Luminate is unusual in that it gives its academic managers “a lot of responsibility”, as they are held to account for their own budgets.

Jones says this takes some getting used to for new staff from other colleges, whose response is sometimes “if I’d have wanted to do budgets, I would’ve been an accountant”.

Jones points out to them that “every decision you make in the classroom, about class size, guided learning, hours, resources, and types of teachers, has a direct impact on the finances.

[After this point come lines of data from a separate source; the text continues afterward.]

#[actix_web::test]
async fn health_and_metrics_endpoints() {
    let state = state(32);
    let app = app!(state);

    for uri in ["/api/v1/health", "/api/v1/health/live", "/api/v1/health/ready"] {
        let resp = test::call_service(&app, test::TestRequest::get().uri(uri).to_request()).await;
        assert_eq!(resp.status(), StatusCode::OK, "{}", uri);
    }

    test::call_service(
        &app,
        test::TestRequest::get().uri("/api/v1/cheeps").to_request(),
    )
    .await;
    let body = test::call_and_read_body(
        &app,
        test::TestRequest::get().uri("/metrics").to_request(),
    )
    .await;
    let text = String::from_utf8_lossy(&body);
    assert!(text.contains("chirp_http_requests_total"));
}

#[actix_web::test]
async fn reads_after_forget_me_do_not_recreate_the_author() {
    let state = state(32);
    let app = app!(state);
    let helge = author("Helge");

    let resp = test::call_service(
        &app,
        test::TestRequest::post()
            .uri("/api/v1/cheeps")
            .insert_header(("Authorization", helge.bearer.as_str()))
            .set_json(json!({"text": "last words"}))
            .to_request(),
    )
    .await;
    assert_eq!(resp.status(), StatusCode::CREATED);

    let resp = test::call_service(
        &app,
        test::TestRequest::delete()
            .uri("/api/v1/me")
            .insert_header(("Authorization", helge.bearer.as_str()))
            .to_request(),
    )
    .await;
    assert_eq!(resp.status(), StatusCode::NO_CONTENT);

    for uri in ["/api/v1/me", "/api/v1/me/export"] {
        let resp = test::call_service(
            &app,
            test::TestRequest::get()
                .uri(uri)
                .insert_header(("Authorization", helge.bearer.as_str()))
                .to_request(),
        )
        .await;
        assert_eq!(resp.status(), StatusCode::NOT_FOUND, "{}", uri);
    }

    let timeline: Value = test::call_and_read_body_json(
        &app,
        test::TestRequest::get()
            .uri("/api/v1/timeline")
            .insert_header(("Authorization", helge.bearer.as_str()))
            .to_request(),
    )
    .await;
    assert_eq!(timeline["items"], json!([]));
    assert_eq!(timeline["total_items"], 0);

    let resp = test::call_service(
        &app,
        test::TestRequest::get()
            .uri("/api/v1/authors/Helge")
            .to_request(),
    )
    .await;
    assert_eq!(resp.status(), StatusCode::NOT_FOUND);
}

#[actix_web::test]
async fn control_characters_in_usernames_are_rejected() {
    let state = state(32);
    let app = app!(state);

    let resp = test::call_service(
        &app,
        test::TestRequest::post()
            .uri("/api/v1/authors")
            .set_json(json!({"username": "evil\u{1}", "email": "evil@chirp.test"}))
            .to_request(),
    )
    .await;
    assert_eq!(resp.status(), StatusCode::BAD_REQUEST);

    // A signed token cannot smuggle one in either
    let bell = author("bell\u{7}user");
    let resp = test::call_service(
        &app,
        test::TestRequest::post()
            .uri("/api/v1/cheeps")
            .insert_header(("Authorization", bell.bearer.as_str()))
            .set_json(json!({"text": "ding"}))
            .to_request(),
    )
    .await;
    assert_eq!(resp.status(), StatusCode::BAD_REQUEST);

    let resp = test::call_service(
        &app,
        test::TestRequest::get()
            .uri("/api/v1/me/export")
            .insert_header(("Authorization", bell.bearer.as_str()))
            .to_request(),
    )
    .await;
    assert_eq!(resp.status(), StatusCode::NOT_FOUND);
}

So if you’re interested in pedagogy, you should be interested in financial management.”

These days, Jones spends his weekdays in Leeds, where he likes to run along the canals and make the most of the city’s thriving independent music scene; “I’m an indie kid at heart, I just like loud guitar music.” At weekends, he returns to his family home in Derby.

He claims to have ended up as Luminate’s CEO “by accident”, as the idea of getting promoted to the top job is “not what drove” him.

Booth gave him “complete autonomy” as his deputy, and he would have been “quite happy” to stay in that role.

But he felt the leadership team at Luminate had built a “genuinely tertiary, inclusive, successful institution with improving outcomes and staff morale”. He did not want their success to be “jeopardised” by a new leader “coming in with a completely different way of operating”.

Since becoming CEO, not much has changed; except that occasionally, Jones finds himself “looking round and realising there’s nobody else to look to”.

“The buck stops with me now,” he says.